Bootstrap 0.3 100 1.11 1.06 0.99 1.04 1.00 1.11 1.21
200 1.09 1.02 1.04 1.00 1.04 1.03 1.14
500 1.04 1.03 1.00 1.01 1.01 1.03 1.08
1000 1.00 0.98 1.00 1.00 0.99 1.00 1.01
5000 0.99 1.00 1.00 1.00 1.01 1.00 1.01

0.5 100 1.20 1.17 1.15 1.10 1.24 1.27 1.34
200 1.08 1.07 1.03 1.08 1.15 1.17 1.21
500 1.02 1.00 1.05 0.96 0.97 1.06 1.10
1000 1.01 0.99 0.98 1.01 1.13 0.99 1.05
5000 1.00 1.00 1.00 1.00 1.02 1.00 1.00

5 Study of Depression in Elderly Primary Care Patients

We illustrate our proposed methodology using data from a longitudinal study of depression in elderly patients (age ≥ 65) recruited from primary care practices in Monroe County, New York. At the intake evaluation, 708 patients underwent a comprehensive diagnostic assessment for depression using the Structured Clinical Interview for DSM-IV (SCID), an intensive examiner-based assessment that can be considered as a practical gold standard for this purpose [30]. Depression was defined based on the SCID as major or minor depression, actively symptomatic (i.e., either current or partially remitted); 249 patients were classified as having depression and 459 patients were classified as not having depression. Other information collected as part of this study included the Hamilton Depression Rating Scale (HAM-D), a 24-item observer-rated scale designed to measure the severity of depressive symptoms [31]. In this example, the utility of the HAM-D as a screening marker for the diagnosis of depression will be evaluated. The HAM-D takes approximately 15–20 minutes to administer, compared to 1–3 hours for the SCID.

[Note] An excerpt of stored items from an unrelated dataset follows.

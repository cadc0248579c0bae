//! External collaborators: decompiler, remapper, compiler.
//!
//! The pipeline treats each tool as a black box behind a trait, so tests
//! can substitute cheap fakes and the real build can plug in whatever the
//! fork uses (ForgeFlower, tiny-remapper, javac). The process-backed
//! implementations run an argv template from `cardstock.toml` with
//! `{input}`, `{output}` and `{mappings}` placeholders substituted.
//!
//! A tool that exits nonzero (or cannot be spawned) becomes
//! [`CardstockError::ExternalToolFailure`] with its stderr carried
//! verbatim. Stdout is discarded; tools talk through the filesystem.

use std::path::Path;
use std::process::Command;

use tracing::debug;

use crate::error::CardstockError;

// ---------------------------------------------------------------------------
// Traits
// ---------------------------------------------------------------------------

/// Turns an upstream artifact into a source tree.
pub trait Decompiler {
    /// Decompile `artifact` into `out_dir`.
    ///
    /// # Errors
    /// Returns [`CardstockError::ExternalToolFailure`] when the tool fails.
    fn decompile(&self, artifact: &Path, out_dir: &Path) -> Result<(), CardstockError>;
}

/// Rewrites symbols in a source tree according to a mapping file.
pub trait Remapper {
    /// Remap `input` using `mappings`, writing the result to `out_dir`.
    ///
    /// # Errors
    /// Returns [`CardstockError::ExternalToolFailure`] when the tool fails.
    fn remap(&self, input: &Path, mappings: &Path, out_dir: &Path) -> Result<(), CardstockError>;
}

/// Verifies that a materialized tree actually builds.
pub trait Compiler {
    /// Compile-check the tree rooted at `tree`.
    ///
    /// # Errors
    /// Returns [`CardstockError::ExternalToolFailure`] when the build fails.
    fn compile(&self, tree: &Path) -> Result<(), CardstockError>;
}

// ---------------------------------------------------------------------------
// Argv templates
// ---------------------------------------------------------------------------

/// An argv template with `{placeholder}` substitution.
#[derive(Clone, Debug, PartialEq, Eq)]
pub struct CommandSpec {
    argv: Vec<String>,
}

impl CommandSpec {
    /// Build a spec from a configured argv vector.
    #[must_use]
    pub fn new(argv: Vec<String>) -> Self {
        Self { argv }
    }

    /// True when no command line was configured.
    #[must_use]
    pub fn is_empty(&self) -> bool {
        self.argv.is_empty()
    }

    /// Substitute `vars` (placeholder name without braces, value) into
    /// every argument. Unknown placeholders are left untouched so a tool
    /// can use its own `{...}` syntax.
    fn render(&self, vars: &[(&str, &Path)]) -> Vec<String> {
        self.argv
            .iter()
            .map(|arg| {
                let mut out = arg.clone();
                for (name, value) in vars {
                    out = out.replace(
                        &format!("{{{name}}}"),
                        &value.to_string_lossy(),
                    );
                }
                out
            })
            .collect()
    }
}

/// Run a rendered command line, mapping failure to `ExternalToolFailure`.
fn run_tool(role: &str, argv: &[String]) -> Result<(), CardstockError> {
    let Some((program, args)) = argv.split_first() else {
        return Err(CardstockError::ExternalToolFailure {
            tool: role.to_owned(),
            command: String::new(),
            exit_code: None,
            stderr: "no command line configured in cardstock.toml".to_owned(),
        });
    };
    let command = argv.join(" ");
    debug!(tool = role, %command, "running external tool");

    let output = Command::new(program).args(args).output().map_err(|e| {
        CardstockError::ExternalToolFailure {
            tool: role.to_owned(),
            command: command.clone(),
            exit_code: None,
            stderr: e.to_string(),
        }
    })?;

    if output.status.success() {
        return Ok(());
    }
    Err(CardstockError::ExternalToolFailure {
        tool: role.to_owned(),
        command,
        exit_code: output.status.code(),
        stderr: String::from_utf8_lossy(&output.stderr).trim_end().to_owned(),
    })
}

// ---------------------------------------------------------------------------
// Process-backed implementations
// ---------------------------------------------------------------------------

/// Decompiler that shells out to a configured command line.
#[derive(Clone, Debug)]
pub struct ProcessDecompiler {
    spec: CommandSpec,
}

impl ProcessDecompiler {
    #[must_use]
    pub fn new(argv: Vec<String>) -> Self {
        Self {
            spec: CommandSpec::new(argv),
        }
    }
}

impl Decompiler for ProcessDecompiler {
    fn decompile(&self, artifact: &Path, out_dir: &Path) -> Result<(), CardstockError> {
        std::fs::create_dir_all(out_dir)?;
        let argv = self
            .spec
            .render(&[("input", artifact), ("output", out_dir)]);
        run_tool("decompiler", &argv)
    }
}

/// Remapper that shells out to a configured command line.
#[derive(Clone, Debug)]
pub struct ProcessRemapper {
    spec: CommandSpec,
}

impl ProcessRemapper {
    #[must_use]
    pub fn new(argv: Vec<String>) -> Self {
        Self {
            spec: CommandSpec::new(argv),
        }
    }
}

impl Remapper for ProcessRemapper {
    fn remap(&self, input: &Path, mappings: &Path, out_dir: &Path) -> Result<(), CardstockError> {
        std::fs::create_dir_all(out_dir)?;
        let argv = self.spec.render(&[
            ("input", input),
            ("output", out_dir),
            ("mappings", mappings),
        ]);
        run_tool("remapper", &argv)
    }
}

/// Compiler that shells out to a configured command line.
#[derive(Clone, Debug)]
pub struct ProcessCompiler {
    spec: CommandSpec,
}

impl ProcessCompiler {
    #[must_use]
    pub fn new(argv: Vec<String>) -> Self {
        Self {
            spec: CommandSpec::new(argv),
        }
    }
}

impl Compiler for ProcessCompiler {
    fn compile(&self, tree: &Path) -> Result<(), CardstockError> {
        let argv = self.spec.render(&[("input", tree)]);
        run_tool("compiler", &argv)
    }
}

// ---------------------------------------------------------------------------
// Tests
// ---------------------------------------------------------------------------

Data for both the SCID and the HAM-D were collected from all participating patients in this study; therefore, we used a subset of these data that resemble data that would be obtained from a two-phase design. In this subset, HAM-D results are available for all patients, but SCID diagnoses are available only for certain patients selected according to the following mechanism:

Pr(SCIDavailable)=0.05+0.50I[HAMD>7]+0.45I[CIRS>7]I[Age<75],

where the CIRS is the total score on the Cumulative Illness Rating Scale, a reliable and valid measure of medical burden that quantifies the amount of pathology in each organ system [32]. Thus, the verification mechanism preferentially selected patients who had a HAM-D score > 7 or patients under the age of 75 with a relatively high cumulative illness burden. Using this mechanism, 289 of the 708 patients (41%) were selected for SCID verification of the depression diagnosis.

We consider estimation of the AUC of the HAM-D for screening for depression and treat age, gender, years of education, and CIRS total score as covariates (i.e., D = SCID diagnosis, T = HAM-D and X = [age, gender, years of education, CIRS total score] in terms of previous notation). The AUC was estimated using the new direct estimator, the naïve estimator, and estimators derived from the empirical bias-corrected ROC curves, including BG, MS, and SP; recall that the new direct estimator is equivalent to the IPW estimator. Since the full data are available (in addition to the selected subset), the estimators in the setting of verification bias can be compared to the “full data” estimator, which is not subject to this bias.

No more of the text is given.